Back to inside the stadium. Harry, Ron, and Draco have retaken their seats, in reasonable shape
after eating a ricochet bomb last chapter.

Harry: Wonder when Hermione's gonna get back.
Ron: Not to mention that sack of putrid rotting meat that calls himself Nemesis.
Draco: Honestly, I'm not sure which one of them is worse.
Harry: I'll be sure to tell Hermione you said that.
Draco: Bite me.

The Nemesis returns and sits back down, wearing a Mickey Mouse ears hat, and holding a foam
hand pointy thingie in his right hand and a huge Slurpy in his left.

Harry and Ron: o_O
Draco: Do you take pride in being disturbing?
Nemesis: Yep.
Draco: Well, at least you said something besides......
Nemesis: SSTTTAARRRRSSSSSSSSSSSSS.............
Draco: -_-

Now Hermione comes back and retakes her seat, wearing a big grin on her face.

Ron: Hey Draco, now your two favorite people in the whole wide world are back to keep you
company.
Draco: (to Ron) Shut up. (to Hermione) So, did you find another ladies' room that was working,
or did you have to use the mens' room urinals again?
Hermione: (says nothing and takes out her mallet)
Draco: (quickly puts on hard hat) HA!
Hermione: Don't get so cocky. I've just remembered another way I can hurt you.
Draco: Oh yeah, like what?
Hermione: (takes out wand and points it at Draco's face)
Draco: (all of a sudden Draco flinches and covers his face with his hands, mewling in pain)
Harry and Ron: Huh?
Hermione: Built-in laser pen. (flashes laser at Harry and Ron)
Ron: -_-
Harry: So what's with the happy face? You look like you found out something real good.
Hermione: Oh I did. But you'll have to wait till the end of the chapter to see what it is.
Ron: For some reason I'm dreading this.....
Nemesis: SSTTAAAARRRRSSSSSS.........
Draco: Will you shut up?
Nemesis: (backhands Draco)
Draco: *_*;; I'll take that as a "No" .
Hermione: So........ when's the next match going to begin?
Harry: Why don't you ask him? (jerks a thumb to the commentators' table, whose sole occupant is
Stone Cold Steve Austin, who's playing Dragon Ball Z: The Legacy of Goku on his GBA)
Hermione: -_-;; OK, the GBA thing is getting kind of old....
Ron: And is the author ever gonna show up out here again?
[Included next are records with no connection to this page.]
pub mod core;
pub mod exchanges;
pub mod utils;

pub use crate::core::{
    config::{ConnectorConfig, Credentials},
    connector::VenueConnector,
    errors::ExchangeError,
    types::*,
};
pub use exchanges::binance::BinanceConnector;
pub use exchanges::bitmart::BitmartConnector;
pub use exchanges::bybit::BybitConnector;
pub use exchanges::gate::GateConnector;
pub use exchanges::mexc::MexcConnector;
pub use exchanges::okx::OkxConnector;
pub use utils::exchange_factory::{AnyConnector, ExchangeFactory, Venue};
use crate::core::config::Credentials;
use crate::core::kernel::{AuthScheme, CanonicalRequest, HmacSigner, Placement};
use crate::core::types::TimestampUnit;
use std::sync::Arc;

pub const API_KEY_HEADER: &str = "X-MEXC-APIKEY";
pub const RECV_WINDOW: u64 = 6000;

/// MEXC signs the sorted query string (plus any body) with HMAC-SHA256, hex
/// encoded
pub fn canonicalize(request: &CanonicalRequest, _credentials: &Credentials) -> Vec<u8> {
    let mut payload = request.query.as_bytes().to_vec();
    payload.extend_from_slice(&request.body);
    payload
}

pub fn auth_scheme() -> AuthScheme {
    AuthScheme::new(
        Arc::new(HmacSigner::sha256_hex()),
        Arc::new(canonicalize),
        Placement::header(API_KEY_HEADER),
        Placement::query("signature"),
    )
    .with_timestamp_unit(TimestampUnit::Milliseconds)
    .with_signed_param("recvWindow", RECV_WINDOW)
    .with_timestamp_param("timestamp")
}
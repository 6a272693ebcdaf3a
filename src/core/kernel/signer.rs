use crate::core::errors::ExchangeError;
use base64::engine::general_purpose;
use base64::Engine;
use hmac::{Hmac, Mac};
use sha2::{Sha256, Sha512};

/// Signing strategy for request authentication
///
/// A pure function of the secret and the canonical bytes. Venues differ in
/// hash function and output encoding but never in this contract; how the
/// canonical bytes are built is supplied separately, see
/// [`Canonicalizer`](super::request::Canonicalizer).
pub trait SigningStrategy: Send + Sync {
    /// Sign `message` with `secret`
    ///
    /// Deterministic: identical inputs always yield identical output.
    fn sign(&self, secret: &[u8], message: &[u8]) -> Result<String, ExchangeError>;
}

/// Hash function behind an HMAC signer
#[derive(Debug, Clone, Copy, PartialEq, Eq)]
pub enum HmacAlgorithm {
    Sha256,
    Sha512,
}

/// Text encoding of the raw MAC bytes
#[derive(Debug, Clone, Copy, PartialEq, Eq, Default)]
pub enum SignatureEncoding {
    #[default]
    Hex,
    Base64,
}

/// HMAC-based signer
#[derive(Debug, Clone, Copy)]
pub struct HmacSigner {
    algorithm: HmacAlgorithm,
    encoding: SignatureEncoding,
}

impl HmacSigner {
    pub const fn new(algorithm: HmacAlgorithm, encoding: SignatureEncoding) -> Self {
        Self {
            algorithm,
            encoding,
        }
    }

    /// HMAC-SHA256, hex encoded (Binance, Bybit, Bitmart, MEXC)
    pub const fn sha256_hex() -> Self {
        Self::new(HmacAlgorithm::Sha256, SignatureEncoding::Hex)
    }

    /// HMAC-SHA256, base64 encoded (OKX)
    pub const fn sha256_base64() -> Self {
        Self::new(HmacAlgorithm::Sha256, SignatureEncoding::Base64)
    }

    /// HMAC-SHA512, hex encoded (Gate)
    pub const fn sha512_hex() -> Self {
        Self::new(HmacAlgorithm::Sha512, SignatureEncoding::Hex)
    }

    pub const fn algorithm(&self) -> HmacAlgorithm {
        self.algorithm
    }

    fn mac_bytes(&self, secret: &[u8], message: &[u8]) -> Result<Vec<u8>, ExchangeError> {
        // HMAC accepts keys of any length, the error arm is unreachable in practice
        match self.algorithm {
            HmacAlgorithm::Sha256 => {
                let mut mac = Hmac::<Sha256>::new_from_slice(secret)
                    .map_err(|e| ExchangeError::AuthError(format!("Invalid secret key: {}", e)))?;
                mac.update(message);
                Ok(mac.finalize().into_bytes().to_vec())
            }
            HmacAlgorithm::Sha512 => {
                let mut mac = Hmac::<Sha512>::new_from_slice(secret)
                    .map_err(|e| ExchangeError::AuthError(format!("Invalid secret key: {}", e)))?;
                mac.update(message);
                Ok(mac.finalize().into_bytes().to_vec())
            }
        }
    }
}

impl SigningStrategy for HmacSigner {
    fn sign(&self, secret: &[u8], message: &[u8]) -> Result<String, ExchangeError> {
        let bytes = self.mac_bytes(secret, message)?;
        Ok(match self.encoding {
            SignatureEncoding::Hex => hex::encode(bytes),
            SignatureEncoding::Base64 => general_purpose::STANDARD.encode(bytes),
        })
    }
}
As if to answer that question, Grey Fox finally returns after that nasty accident with Pikachu
in chapter 2. He walks on out into the arena and stops right in front of the commentator's
booth.

Grey Fox: Ahem, Steve, what have I said about the GBA?
Steve Austin: Oh, bite me. (puts GBA away)
Grey Fox: I'd rather not. Who knows where you've been.
Steve Austin: Out here. A whole chapter before you came back. Wuss.
Grey Fox: -_-;; As charming as ever, I see....
Steve Austin: Damn straight. I gotta be practicing with the wisecracks if I'm gonna keep doin'
this job.
Grey Fox: Good idea, but your not getting the opportunity this chapter.
Steve Austin: Eh?
Grey Fox: First of all, due to popular demand...
Steve Austin: Really?
Grey Fox: Oh alright, because I just felt like it, I'm bringing back the winners of our second
and third deathmatches to guest star this chapter.

Kirby and Fox McCloud walk on out into the arena, and Spider-Man web swings down from the roof.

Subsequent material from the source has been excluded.